§ How to complete this task: The answer must be every line of the records below that contains the word "exists", copied out.

Recorded data Start Marker

// SPDX-License-Identifier: GPL-3.0-only

//! Capture session lifecycle
//!
//! A session owns the capture source for one acquisition cycle:
//! `Unacquired → Acquiring → Acquired → Released`. Acquisition failure is a
//! logical no-op (nothing to release); once acquired, release happens on
//! every exit path — success, failure, cancel or unwind — because `Drop`
//! falls back to it. At most one session exists per source, since the
//! session takes ownership of it.

use std::sync::Arc;
use std::sync::atomic::{AtomicBool, AtomicU32, Ordering};
use tracing::{debug, warn};

use super::CaptureKind;
use crate::errors::SessionFailure;

/// Session lifecycle states
#[derive(Debug, Clone, Copy, PartialEq, Eq)]
pub enum SessionState {
    Unacquired,
    Acquiring,
    Acquired,
    Released,
}

/// Shared acquire/release counters
///
/// Lets callers (and tests) verify that every successful acquisition is
/// paired with exactly one release.
#[derive(Debug, Default)]
pub struct SessionProbe {
    acquired: AtomicU32,
    released: AtomicU32,
}

impl SessionProbe {
    pub fn acquired(&self) -> u32 {
        self.acquired.load(Ordering::SeqCst)
    }

    pub fn released(&self) -> u32 {
        self.released.load(Ordering::SeqCst)
    }
}

/// Cooperative cancellation flag for live sampling loops
#[derive(Debug, Clone, Default)]
pub struct CancelToken(Arc<AtomicBool>);

impl CancelToken {
    pub fn new() -> Self {
        Self::default()
    }

    pub fn cancel(&self) {
        self.0.store(true, Ordering::SeqCst);
    }

    pub fn is_cancelled(&self) -> bool {
        self.0.load(Ordering::SeqCst)
    }
}

/// An acquired capture source with guaranteed release
#[derive(Debug)]
pub struct CaptureSession<S> {
    kind: CaptureKind,
    state: SessionState,
    source: Option<S>,
    probe: Arc<SessionProbe>,
}

impl<S> CaptureSession<S> {
    /// Acquire a source from the provider
    ///
    /// Provider failure surfaces the `SessionFailure` directly; no session
    /// exists afterwards and nothing is counted as acquired.
    pub fn acquire(
        kind: CaptureKind,
        provider: impl FnOnce() -> Result<S, SessionFailure>,
    ) -> Result<Self, SessionFailure> {
        Self::acquire_with_probe(kind, provider, Arc::new(SessionProbe::default()))
    }

    /// Acquire with externally observable counters
    pub fn acquire_with_probe(
        kind: CaptureKind,
        provider: impl FnOnce() -> Result<S, SessionFailure>,
        probe: Arc<SessionProbe>,
    ) -> Result<Self, SessionFailure> {
        debug!(kind = ?kind, "Acquiring capture session");
        match provider() {
            Ok(source) => {
                probe.acquired.fetch_add(1, Ordering::SeqCst);
                debug!(kind = ?kind, "Capture session acquired");
                Ok(Self {
                    kind,
                    state: SessionState::Acquired,
                    source: Some(source),
                    probe,
                })
            }
            Err(e) => {
                warn!(kind = ?kind, error = %e, "Capture session acquisition failed");
                Err(e)
            }
        }
    }

    pub fn state(&self) -> SessionState {
        self.state
    }

    pub fn kind(&self) -> CaptureKind {
        self.kind
    }

    /// Mutable access to the source while acquired
    pub fn source_mut(&mut self) -> Option<&mut S> {
        self.source.as_mut()
    }

    /// Move the source out, leaving the session responsible only for the
    /// release transition (used by the still backend, whose source is a
    /// fully read image)
    pub fn take_source(&mut self) -> Option<S> {
        self.source.take()
    }

    /// Release the source; idempotent
    pub fn release(&mut self) {
        if self.state == SessionState::Acquired {
            self.source = None;
            self.state = SessionState::Released;
            self.probe.released.fetch_add(1, Ordering::SeqCst);
            debug!(kind = ?self.kind, "Capture session released");
        }
    }
}

impl<S> Drop for CaptureSession<S> {
    fn drop(&mut self) {
        self.release();
    }
}

#[cfg(test)]
mod tests {
    use super::*;

    #[test]
    fn test_release_is_idempotent() {
        let probe = Arc::new(SessionProbe::default());
        let mut session =
            CaptureSession::acquire_with_probe(CaptureKind::Still, || Ok(42u32), Arc::clone(&probe))
                .unwrap();

        session.release();
        session.release();
        drop(session);

        assert_eq!(probe.acquired(), 1);
        assert_eq!(probe.released(), 1);
    }

    #[test]
    fn test_drop_releases() {
        let probe = Arc::new(SessionProbe::default());
        {
            let _session = CaptureSession::acquire_with_probe(
                CaptureKind::Live,
                || Ok(()),
                Arc::clone(&probe),
            )
            .unwrap();
        }
        assert_eq!(probe.acquired(), 1);
        assert_eq!(probe.released(), 1);
    }

    #[test]
    fn test_failed_acquisition_counts_nothing() {
        let probe = Arc::new(SessionProbe::default());
        let result: Result<CaptureSession<()>, _> = CaptureSession::acquire_with_probe(
            CaptureKind::Live,
            || Err(SessionFailure::PermissionDenied("denied".to_string())),
            Arc::clone(&probe),
        );

        assert!(result.is_err());
        assert_eq!(probe.acquired(), 0);
        assert_eq!(probe.released(), 0);
    }

    #[test]
    fn test_cancel_token() {
        let token = CancelToken::new();
        let clone = token.clone();
        assert!(!token.is_cancelled());
        clone.cancel();
        assert!(token.is_cancelled());
    }
}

Recorded data End Marker

§ Written reply:
//! falls back to it. At most one session exists per source, since the
    /// exists afterwards and nothing is counted as acquired.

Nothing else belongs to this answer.